Immediately beneath the threaded portion 14, upper sub 12 has a first relatively large diameter counterbore 22 bounded at its lower extremity by an annular shoulder 24. Beginning at an inner edge of shoulder 24 is a downwardly extending second, relatively smaller diameter counterbore 26 extending through a lower extremity of upper sub 12. A piston ram 30 has an upper piston 32 fitting closely against the counterbore 26 of upper sub 12 and having two O-ring seals 34 providing a fluid tight seal between the piston 32 and the counterbore 26. Piston 32 extends upwardly from counterbore 26 and is spaced concentrically from counterbore 22. An annularly shaped piston retainer 34 is fitted within and threadedly coupled to the counterbore 22 and is prevented from moving downwardly within upper sub 12 by the shoulder 24. Retainer 34 has an inner surface dimensioned to fit closely against the outer surface of the piston 32. In the embodiment of FIGS. 3-6 six shear pins 36 couple the piston ram 30 to the piston retainer 34 to restrain the piston ram 30 against movement downwardly with respect to upper sub 12 until such time as a sufficient pressure differential is applied across the piston of piston ram 30 to shear the pins 36. Piston ram 30 also includes a downwardly extending, reduced diameter projection 40 having a plurality of radially extending fins 42 which serve in part to center the projection 40 in the counterbore 26. Fins 42 also limit the downward travel of ram 30, as described more fully below.

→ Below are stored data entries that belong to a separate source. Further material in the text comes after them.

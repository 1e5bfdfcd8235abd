//! Terminal rendering of the flappy play field.

use super::layout::{render_frame_border, render_modal, render_status_lines, ScreenLayout};
use super::scene::Scene;
use super::Renderer;
use crate::config::Tunables;
use crate::constants::{FIELD_HEIGHT, FIELD_WIDTH};
use crate::game::{PipeKind, SimulationState};
use ratatui::{
    layout::Rect,
    style::{Color, Modifier, Style},
    text::{Line, Span},
    widgets::{Block, Borders, Paragraph},
    Frame,
};

/// Renderer that keeps the latest scene and overlay flags, and paints them
/// with ratatui on demand.
#[derive(Debug, Clone)]
pub struct TerminalView {
    scene: Option<Scene>,
    score_readout: u32,
    start_visible: bool,
    game_over_visible: bool,
    final_score: u32,
    difficulty_name: &'static str,
    tunables: Tunables,
}

impl TerminalView {
    pub fn new(difficulty_name: &'static str, tunables: Tunables) -> Self {
        Self {
            scene: None,
            score_readout: 0,
            start_visible: false,
            game_over_visible: false,
            final_score: 0,
            difficulty_name,
            tunables,
        }
    }

    pub fn scene(&self) -> Option<&Scene> {
        self.scene.as_ref()
    }

    pub fn score_readout(&self) -> u32 {
        self.score_readout
    }

    pub fn start_visible(&self) -> bool {
        self.start_visible
    }

    pub fn game_over_visible(&self) -> bool {
        self.game_over_visible
    }

    pub fn final_score(&self) -> u32 {
        self.final_score
    }

    /// Paint the whole UI into `area`.
    pub fn render(&self, frame: &mut Frame, area: Rect) {
        let inner = render_frame_border(frame, area, " Flappy ", Color::Cyan);
        let layout = ScreenLayout::compute(inner);

        render_play_area(frame, layout.field, self.scene.as_ref());
        self.render_status(frame, layout.status);
        self.render_info_panel(frame, layout.side);

        if self.start_visible {
            render_modal(
                frame,
                layout.field,
                Color::Yellow,
                "FLAPPY",
                &[
                    "Fly through the gaps.".to_string(),
                    "[Enter] Start  [Space] Jump".to_string(),
                ],
            );
        }
        if self.game_over_visible {
            render_modal(
                frame,
                layout.field,
                Color::Red,
                "GAME OVER",
                &[
                    format!("Final score: {}", self.final_score),
                    "[Enter] Restart  [Q] Quit".to_string(),
                ],
            );
        }
    }

    fn render_status(&self, frame: &mut Frame, area: Rect) {
        let hints = [("[Space/Click]", "Jump"), ("[Enter]", "Start"), ("[Q]", "Quit")];
        let (message, color) = if self.start_visible {
            ("Press Enter to start!".to_string(), Color::Yellow)
        } else if self.game_over_visible {
            (format!("Crashed! Score: {}", self.final_score), Color::Red)
        } else {
            (format!("Score: {}", self.score_readout), Color::Green)
        };
        render_status_lines(frame, area, &message, color, &hints);
    }

    fn render_info_panel(&self, frame: &mut Frame, area: Rect) {
        let block = Block::default()
            .title(" Info ")
            .borders(Borders::ALL)
            .border_style(Style::default().fg(Color::DarkGray));
        let inner = block.inner(area);
        frame.render_widget(block, area);

        if inner.height < 2 || inner.width < 4 {
            return;
        }

        let label = Style::default().fg(Color::DarkGray);
        let lines = vec![
            Line::from(Span::styled(
                format!(" {} ", self.difficulty_name),
                Style::default()
                    .fg(Color::Cyan)
                    .add_modifier(Modifier::BOLD),
            )),
            Line::from(""),
            Line::from(vec![
                Span::styled(" Score: ", label),
                Span::styled(
                    format!("{}", self.score_readout),
                    Style::default()
                        .fg(Color::White)
                        .add_modifier(Modifier::BOLD),
                ),
            ]),
            Line::from(""),
            Line::from(vec![
                Span::styled(" Gravity: ", label),
                Span::raw(format!("{}", self.tunables.gravity)),
            ]),
            Line::from(vec![
                Span::styled(" Jump: ", label),
                Span::raw(format!("{}", self.tunables.jump_strength)),
            ]),
            Line::from(vec![
                Span::styled(" Speed: ", label),
                Span::raw(format!("{}", self.tunables.pipe_speed)),
            ]),
        ];

        frame.render_widget(Paragraph::new(lines), inner);
    }
}

impl Renderer for TerminalView {
    fn draw(&mut self, state: &SimulationState) {
        self.scene = Some(Scene::from_state(state));
        self.score_readout = state.score;
    }

    fn show_start_screen(&mut self) {
        self.start_visible = true;
        self.game_over_visible = false;
    }

    fn hide_start_screen(&mut self) {
        self.start_visible = false;
    }

    fn show_game_over_screen(&mut self, score: u32) {
        self.game_over_visible = true;
        self.final_score = score;
    }

    fn hide_game_over_screen(&mut self) {
        self.game_over_visible = false;
    }
}

/// Map a logical coordinate onto a cell index along one axis.
fn to_cell(value: f64, field: f64, cells: usize) -> Option<usize> {
    let cell = (value / field * cells as f64).floor();
    if cell < 0.0 || cell >= cells as f64 {
        None
    } else {
        Some(cell as usize)
    }
}

/// Render pipes and bird, sampling each cell at its centre.
fn render_play_area(frame: &mut Frame, area: Rect, scene: Option<&Scene>) {
    let width = area.width as usize;
    let height = area.height as usize;

    if width == 0 || height == 0 {
        return;
    }
    let Some(scene) = scene else {
        return;
    };

    let (bird_cx, bird_cy) = scene.bird.center();
    let bird_cell = to_cell(bird_cx, FIELD_WIDTH, width)
        .zip(to_cell(bird_cy, FIELD_HEIGHT, height));

    let mut lines = Vec::with_capacity(height);
    for row in 0..height {
        let ly = (row as f64 + 0.5) / height as f64 * FIELD_HEIGHT;
        let mut spans = Vec::with_capacity(width);

        for col in 0..width {
            if bird_cell == Some((col, row)) {
                spans.push(Span::styled(
                    scene.bird.glyph(),
                    Style::default()
                        .fg(Color::Yellow)
                        .add_modifier(Modifier::BOLD),
                ));
                continue;
            }

            let lx = (col as f64 + 0.5) / width as f64 * FIELD_WIDTH;
            match scene.pipes.iter().find(|p| p.contains(lx, ly)) {
                Some(pipe) => {
                    let color = match pipe.kind {
                        PipeKind::Top => Color::Green,
                        PipeKind::Bottom => Color::LightGreen,
                    };
                    spans.push(Span::styled("█", Style::default().fg(color)));
                }
                None => spans.push(Span::raw(" ")),
            }
        }

        lines.push(Line::from(spans));
    }

    frame.render_widget(Paragraph::new(lines), area);
}
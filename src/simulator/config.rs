//! Simulation configuration.

use crate::config::Difficulty;

/// Configuration for a simulation run.
#[derive(Debug, Clone)]
pub struct SimConfig {
    /// Number of episodes to play
    pub num_runs: u32,

    /// Random seed for reproducibility (None = random)
    pub seed: Option<u64>,

    /// Frames per episode before it counts as timed out
    pub max_frames_per_run: u64,

    /// Tunables profile to play with
    pub difficulty: Difficulty,

    /// Output verbosity (0 = report only, 1 = banner and summary line, 2 = per run)
    pub verbosity: u8,
}

impl Default for SimConfig {
    fn default() -> Self {
        Self {
            num_runs: 100,
            seed: None,
            max_frames_per_run: 20_000,
            difficulty: Difficulty::Standard,
            verbosity: 1,
        }
    }
}

impl SimConfig {
    /// Small seeded config for quick checks.
    pub fn quick(seed: u64) -> Self {
        Self {
            num_runs: 10,
            seed: Some(seed),
            max_frames_per_run: 5_000,
            verbosity: 0,
            ..Default::default()
        }
    }
}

Immediately below the upper sub 12 and piston ram 30, a generally cylindrical upper plug 44 is threadedly retained within a counterbore 46 of the housing 18. Upper plug 44 has a pair of O-ring seals 48 forming a fluid tight seal with the housing 18 at the counterbore 46. Upper plug 44 has a first concentric relatively large diameter counterbore 50 extending from an opening in an upper surface of the counterbore 44 downwardly to an inwardly extending shoulder 52. Extending downwardly from an inner extremity of the shoulder 52 is a second relatively smaller diameter concentric counterbore 54 which terminates at a shoulder 56. Extending downwardly from an inner extremity of shoulder 56 is a third counterbore 58 having yet a smaller diameter. Extending from the counterbore 58 through the lower extremity of upper plug 44 is a relatively small concentric cylindrical opening 60. The lower extremity of opening 60 is hermetically sealed by a circular stainless steel closure disk 62 spot welded to the upper plug 44.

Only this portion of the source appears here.